//! Contains definitions of common types (repository name, user, pull request number) needed
//! for working with GitHub repositories.
use std::fmt::{Debug, Display, Formatter};
use std::str::FromStr;

use thiserror::Error;

pub mod api;
pub mod event;

pub use api::operations::ApiError;

/// Unique identifier of a GitHub repository
#[derive(Debug, PartialEq, Eq, Hash, Clone)]
pub struct GithubRepoName {
    owner: String,
    name: String,
}

impl GithubRepoName {
    pub fn new(owner: &str, name: &str) -> Self {
        Self {
            owner: owner.to_lowercase(),
            name: name.to_lowercase(),
        }
    }

    pub fn owner(&self) -> &str {
        &self.owner
    }

    pub fn name(&self) -> &str {
        &self.name
    }
}

impl Display for GithubRepoName {
    fn fmt(&self, f: &mut Formatter<'_>) -> std::fmt::Result {
        f.write_fmt(format_args!("{}/{}", self.owner, self.name))
    }
}

#[derive(Error, Debug, PartialEq)]
#[error("Invalid repository name `{0}`, expected `<owner>/<name>`")]
pub struct RepoNameError(String);

/// Parses the `<owner>/<name>` format used by `GITHUB_REPOSITORY`.
impl FromStr for GithubRepoName {
    type Err = RepoNameError;

    fn from_str(s: &str) -> Result<Self, Self::Err> {
        match s.trim().split_once('/') {
            Some((owner, name))
                if !owner.is_empty() && !name.is_empty() && !name.contains('/') =>
            {
                Ok(Self::new(owner, name))
            }
            _ => Err(RepoNameError(s.to_string())),
        }
    }
}

/// A GitHub account, identified by its login.
#[derive(Debug, Clone, PartialEq, Eq)]
pub struct GithubUser {
    pub username: String,
}

impl GithubUser {
    pub fn new(username: &str) -> Self {
        Self {
            username: username.to_string(),
        }
    }

    /// GitHub logins are case-insensitive.
    pub fn is(&self, login: &str) -> bool {
        self.username.eq_ignore_ascii_case(login)
    }
}

impl Display for GithubUser {
    fn fmt(&self, f: &mut Formatter<'_>) -> std::fmt::Result {
        f.write_str(&self.username)
    }
}

#[derive(Clone, Copy, Debug, PartialEq, Eq)]
pub struct PullRequestNumber(pub u64);

impl From<u64> for PullRequestNumber {
    fn from(value: u64) -> Self {
        Self(value)
    }
}

impl Display for PullRequestNumber {
    fn fmt(&self, f: &mut Formatter<'_>) -> std::fmt::Result {
        <u64 as Display>::fmt(&self.0, f)
    }
}
pub mod text;
use crate::github::event::PullRequestComment;
use crate::review::labels::{apply_label_modifications, LabelModification};
use crate::review::{RepositoryClient, ReviewCommand, ReviewSettings};
use crate::utils::text::quoted_list;

/// Result of handling a single comment.
#[derive(Debug, Clone, PartialEq, Eq)]
pub enum Outcome {
    /// The PR was updated.
    Applied(String),
    /// The comment contained a trigger, but its author was not allowed to use it.
    Rejected(String),
    /// The comment did not contain any trigger.
    Ignored(String),
}

impl Outcome {
    pub fn message(&self) -> &str {
        match self {
            Outcome::Applied(msg) | Outcome::Rejected(msg) | Outcome::Ignored(msg) => msg,
        }
    }

    pub fn is_rejected(&self) -> bool {
        matches!(self, Outcome::Rejected(_))
    }

    pub fn log(&self) {
        match self {
            Outcome::Applied(msg) | Outcome::Ignored(msg) => tracing::info!("success: {msg}"),
            Outcome::Rejected(msg) => tracing::warn!("warning: {msg}"),
        }
    }
}

/// Reacts to a comment posted on a pull request.
pub async fn handle_comment<Client: RepositoryClient>(
    client: &mut Client,
    settings: &ReviewSettings,
    comment: &PullRequestComment,
) -> anyhow::Result<Outcome> {
    match settings.triggers.parse(&comment.text) {
        Some(ReviewCommand::RequestUpdate) => assign_author(client, settings, comment).await,
        Some(ReviewCommand::RequestReview) => request_review(client, settings, comment).await,
        None => Ok(Outcome::Ignored(format!(
            "neither '{}' nor '{}' found in comment body, not proceeding",
            settings.triggers.request_update(),
            settings.triggers.request_review()
        ))),
    }
}

/// A reviewer hands the PR back to its author.
async fn assign_author<Client: RepositoryClient>(
    client: &mut Client,
    settings: &ReviewSettings,
    comment: &PullRequestComment,
) -> anyhow::Result<Outcome> {
    if !settings.is_reviewer(&comment.author) {
        return Ok(Outcome::Rejected(format!(
            "Only reviewers {} can assign the author, not {}",
            quoted_list(&settings.reviewers),
            comment.author
        )));
    }

    let pr = comment.pr_number;
    let labels = &settings.labels;
    apply_label_modifications(
        client,
        pr,
        &[
            LabelModification::Add(labels.awaiting_update.clone()),
            LabelModification::Remove(labels.awaiting_review.clone()),
        ],
    )
    .await?;

    client
        .add_assignees(pr, &[comment.pr_author.username.clone()])
        .await?;

    let unassign: Vec<String> = settings
        .reviewers
        .iter()
        .filter(|reviewer| !reviewer.is(&comment.pr_author.username))
        .map(|reviewer| reviewer.username.clone())
        .collect();
    if !unassign.is_empty() {
        client.remove_assignees(pr, &unassign).await?;
    }

    Ok(Outcome::Applied(format!(
        "Author {} successfully assigned to PR, \"{}\" label added",
        comment.pr_author, labels.awaiting_update
    )))
}

/// The PR author (or a reviewer) asks the reviewers to take a look.
async fn request_review<Client: RepositoryClient>(
    client: &mut Client,
    settings: &ReviewSettings,
    comment: &PullRequestComment,
) -> anyhow::Result<Outcome> {
    let author_is_commenter = comment.pr_author.is(&comment.author.username);
    if !(settings.is_reviewer(&comment.author) || author_is_commenter) {
        return Ok(Outcome::Rejected(format!(
            "Only the PR author {} or reviewers can request a review, not {}",
            comment.pr_author, comment.author
        )));
    }

    let pr = comment.pr_number;
    let labels = &settings.labels;
    apply_label_modifications(
        client,
        pr,
        &[
            LabelModification::Add(labels.awaiting_review.clone()),
            LabelModification::Remove(labels.awaiting_update.clone()),
        ],
    )
    .await?;

    let reviewers: Vec<String> = settings
        .reviewers
        .iter()
        .map(|reviewer| reviewer.username.clone())
        .collect();
    client.add_assignees(pr, &reviewers).await?;

    if !settings.is_reviewer(&comment.pr_author) {
        client
            .remove_assignees(pr, &[comment.pr_author.username.clone()])
            .await?;
    }

    Ok(Outcome::Applied(format!(
        "Reviewers {} successfully assigned to PR, \"{}\" label added",
        quoted_list(&settings.reviewers),
        labels.awaiting_review
    )))
}
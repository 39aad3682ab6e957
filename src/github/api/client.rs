use anyhow::Context;
use octocrab::{Error, Octocrab};
use secrecy::SecretString;
use url::Url;

use crate::github::api::create_github_client;
use crate::github::api::operations::remove_assignees;
use crate::github::{GithubRepoName, PullRequestNumber};
use crate::review::RepositoryClient;

/// Provides access to a single repository using the GitHub API.
pub struct GithubRepositoryClient {
    client: Octocrab,
    repo_name: GithubRepoName,
}

impl GithubRepositoryClient {
    pub fn new(client: Octocrab, repo_name: GithubRepoName) -> Self {
        Self { client, repo_name }
    }

    /// Creates a client authenticated with the given token.
    /// All requests are sent relative to `api_url`, which may contain a path prefix
    /// (e.g. `https://github.example.com/api/v3`).
    pub fn connect(
        repo_name: GithubRepoName,
        api_url: &Url,
        token: &SecretString,
    ) -> anyhow::Result<Self> {
        let client = create_github_client(api_url, token)?;
        Ok(Self::new(client, repo_name))
    }

    pub fn client(&self) -> &Octocrab {
        &self.client
    }

    pub fn name(&self) -> &GithubRepoName {
        &self.repo_name
    }

    fn format_pr(&self, pr: PullRequestNumber) -> String {
        format!("{}/{}/{}", self.name().owner(), self.name().name(), pr)
    }
}

impl RepositoryClient for GithubRepositoryClient {
    fn repository(&self) -> &GithubRepoName {
        self.name()
    }

    async fn get_labels(&mut self, pr: PullRequestNumber) -> anyhow::Result<Vec<String>> {
        let labels = self
            .client
            .issues(self.name().owner(), self.name().name())
            .list_labels_for_issue(pr.0)
            .per_page(100u8)
            .send()
            .await
            .with_context(|| format!("Cannot load labels of {}", self.format_pr(pr)))?;
        Ok(labels.items.into_iter().map(|label| label.name).collect())
    }

    async fn add_labels(&mut self, pr: PullRequestNumber, labels: &[String]) -> anyhow::Result<()> {
        let client = self.client.issues(self.name().owner(), self.name().name());
        if !labels.is_empty() {
            client
                .add_labels(pr.0, labels)
                .await
                .context("Cannot add label(s) to PR")?;
        }
        Ok(())
    }

    async fn remove_labels(
        &mut self,
        pr: PullRequestNumber,
        labels: &[String],
    ) -> anyhow::Result<()> {
        let client = self.client.issues(self.name().owner(), self.name().name());
        // The GitHub API only allows removing labels one by one, so we remove all of them in
        // parallel to speed it up a little.
        let labels_to_remove_futures = labels.iter().map(|label| client.remove_label(pr.0, label));
        futures::future::join_all(labels_to_remove_futures)
            .await
            .into_iter()
            .filter(|result| match result {
                Ok(_) => false,
                Err(error) => match error {
                    // Removing a label that is not on the PR should be a no-op, rather than an error.
                    Error::GitHub { source, .. }
                        if source.message.contains("Label does not exist") =>
                    {
                        tracing::trace!("Trying to remove label which does not exist on PR {pr}");
                        false
                    }
                    _ => true,
                },
            })
            .collect::<Result<Vec<_>, _>>()
            .context("Cannot remove label(s) from PR")?;
        Ok(())
    }

    async fn add_assignees(
        &mut self,
        pr: PullRequestNumber,
        assignees: &[String],
    ) -> anyhow::Result<()> {
        if !assignees.is_empty() {
            let assignees: Vec<&str> = assignees.iter().map(String::as_str).collect();
            self.client
                .issues(self.name().owner(), self.name().name())
                .add_assignees(pr.0, &assignees)
                .await
                .with_context(|| format!("Cannot add assignee(s) to {}", self.format_pr(pr)))?;
        }
        Ok(())
    }

    async fn remove_assignees(
        &mut self,
        pr: PullRequestNumber,
        assignees: &[String],
    ) -> anyhow::Result<()> {
        if !assignees.is_empty() {
            remove_assignees(self, pr, assignees)
                .await
                .with_context(|| format!("Cannot remove assignee(s) from {}", self.format_pr(pr)))?;
        }
        Ok(())
    }
}
use itertools::Itertools;

use crate::github::PullRequestNumber;
use crate::review::RepositoryClient;

#[derive(Debug, Clone, PartialEq, Eq)]
pub(super) enum LabelModification {
    Add(String),
    Remove(String),
}

/// GitHub label names are case-insensitive.
fn same_label(a: &str, b: &str) -> bool {
    a.to_lowercase() == b.to_lowercase()
}

/// Performs the given label modifications on a PR.
/// Only modifications that will actually have any effect on the PR are sent to GitHub.
pub(super) async fn apply_label_modifications<Client: RepositoryClient>(
    client: &mut Client,
    pr: PullRequestNumber,
    modifications: &[LabelModification],
) -> anyhow::Result<()> {
    let (mut add, remove): (Vec<String>, Vec<String>) =
        modifications
            .iter()
            .partition_map(|modification| match modification {
                LabelModification::Add(label) => itertools::Either::Left(label.clone()),
                LabelModification::Remove(label) => itertools::Either::Right(label.clone()),
            });

    let existing = client.get_labels(pr).await?;
    add.retain(|l| !existing.iter().any(|e| same_label(e, l)));
    // Remove labels under the name they have on the PR.
    let remove: Vec<String> = remove
        .iter()
        .filter_map(|l| existing.iter().find(|e| same_label(e, l)).cloned())
        .collect();
    tracing::debug!(
        "Filtered labels: requested = {modifications:?}, pr = {existing:?}, add = {add:?}, remove = {remove:?}"
    );

    if !add.is_empty() {
        tracing::info!("Adding label(s) {add:?} to {}#{pr}", client.repository());
        client.add_labels(pr, &add).await?;
    }
    if !remove.is_empty() {
        tracing::info!("Removing label(s) {remove:?} from {}#{pr}", client.repository());
        client.remove_labels(pr, &remove).await?;
    }
    Ok(())
}
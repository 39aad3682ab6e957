/// Action requested by a comment.
#[derive(Debug, Clone, Copy, PartialEq, Eq)]
pub enum ReviewCommand {
    /// A reviewer asks the PR author to update the PR.
    RequestUpdate,
    /// The PR is ready to be reviewed (again).
    RequestReview,
}

/// Finds trigger phrases in comment text.
#[derive(Debug, Clone)]
pub struct TriggerMatcher {
    request_update: Trigger,
    request_review: Trigger,
}

#[derive(Debug, Clone)]
struct Trigger {
    /// Text as configured, used in messages.
    text: String,
    lowercase: String,
}

impl Trigger {
    fn new(text: &str) -> Self {
        Self {
            text: text.to_string(),
            lowercase: text.to_lowercase(),
        }
    }
}

impl TriggerMatcher {
    pub fn new(request_update: &str, request_review: &str) -> Self {
        Self {
            request_update: Trigger::new(request_update),
            request_review: Trigger::new(request_review),
        }
    }

    pub fn request_update(&self) -> &str {
        &self.request_update.text
    }

    pub fn request_review(&self) -> &str {
        &self.request_review.text
    }

    /// Both triggers match exactly the same comments.
    pub fn is_ambiguous(&self) -> bool {
        self.request_update.lowercase == self.request_review.lowercase
    }

    /// Matching is case-insensitive and the trigger may appear anywhere in the text.
    /// When both triggers are present, the update request wins.
    pub fn parse(&self, text: &str) -> Option<ReviewCommand> {
        let text = text.to_lowercase();
        if text.contains(&self.request_update.lowercase) {
            Some(ReviewCommand::RequestUpdate)
        } else if text.contains(&self.request_review.lowercase) {
            Some(ReviewCommand::RequestReview)
        } else {
            None
        }
    }
}
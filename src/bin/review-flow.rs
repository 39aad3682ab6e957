use anyhow::Context;
use clap::Parser;
use tracing_subscriber::EnvFilter;

use review_flow::config::{ActionConfig, ActionOpts};
use review_flow::run_action;

fn try_main(opts: ActionOpts) -> anyhow::Result<()> {
    let config = ActionConfig::try_from(opts).context("Cannot load configuration")?;

    let runtime = tokio::runtime::Builder::new_current_thread()
        .enable_all()
        .build()
        .context("Cannot build tokio runtime")?;

    runtime.block_on(run_action(&config))?;
    Ok(())
}

fn main() {
    tracing_subscriber::fmt()
        .with_env_filter(
            EnvFilter::try_from_default_env().unwrap_or_else(|_| EnvFilter::new("info")),
        )
        .with_target(false)
        .init();

    let opts = match ActionOpts::try_parse() {
        Ok(opts) => opts,
        Err(error) if error.use_stderr() => {
            tracing::error!("Cannot load configuration\n{error}");
            std::process::exit(1);
        }
        // --help or --version
        Err(error) => error.exit(),
    };

    if let Err(error) = try_main(opts) {
        tracing::error!("Error: {error:?}");
        std::process::exit(1);
    }
}
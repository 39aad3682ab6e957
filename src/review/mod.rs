use crate::github::{GithubRepoName, GithubUser, PullRequestNumber};

mod command;
mod handlers;
mod labels;

pub use command::{ReviewCommand, TriggerMatcher};
pub use handlers::{handle_comment, Outcome};

/// Provides functionality for working with a remote repository.
#[allow(async_fn_in_trait)]
pub trait RepositoryClient {
    fn repository(&self) -> &GithubRepoName;

    /// Return the names of all labels attached to the given pull request.
    async fn get_labels(&mut self, pr: PullRequestNumber) -> anyhow::Result<Vec<String>>;

    /// Add a set of labels to a PR.
    async fn add_labels(&mut self, pr: PullRequestNumber, labels: &[String]) -> anyhow::Result<()>;

    /// Remove a set of labels from a PR.
    async fn remove_labels(
        &mut self,
        pr: PullRequestNumber,
        labels: &[String],
    ) -> anyhow::Result<()>;

    /// Assign the given users to a PR.
    async fn add_assignees(
        &mut self,
        pr: PullRequestNumber,
        assignees: &[String],
    ) -> anyhow::Result<()>;

    /// Unassign the given users from a PR.
    async fn remove_assignees(
        &mut self,
        pr: PullRequestNumber,
        assignees: &[String],
    ) -> anyhow::Result<()>;
}

/// Labels toggled by the review flow. A PR should have at most one of them at a time.
#[derive(Debug, Clone)]
pub struct ReviewLabels {
    pub awaiting_update: String,
    pub awaiting_review: String,
}

/// Everything the handlers need to know about how the review flow is set up in a repository.
#[derive(Debug, Clone)]
pub struct ReviewSettings {
    pub reviewers: Vec<GithubUser>,
    pub triggers: TriggerMatcher,
    pub labels: ReviewLabels,
}

impl ReviewSettings {
    pub fn is_reviewer(&self, user: &GithubUser) -> bool {
        self.reviewers.iter().any(|reviewer| reviewer.is(&user.username))
    }
}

● **Instructions for the task**: Go through the entries above and copy every line containing "asks".

● **Response to this exercise**:
/// The PR author (or a reviewer) asks the reviewers to take a look.
    /// A reviewer asks the PR author to update the PR.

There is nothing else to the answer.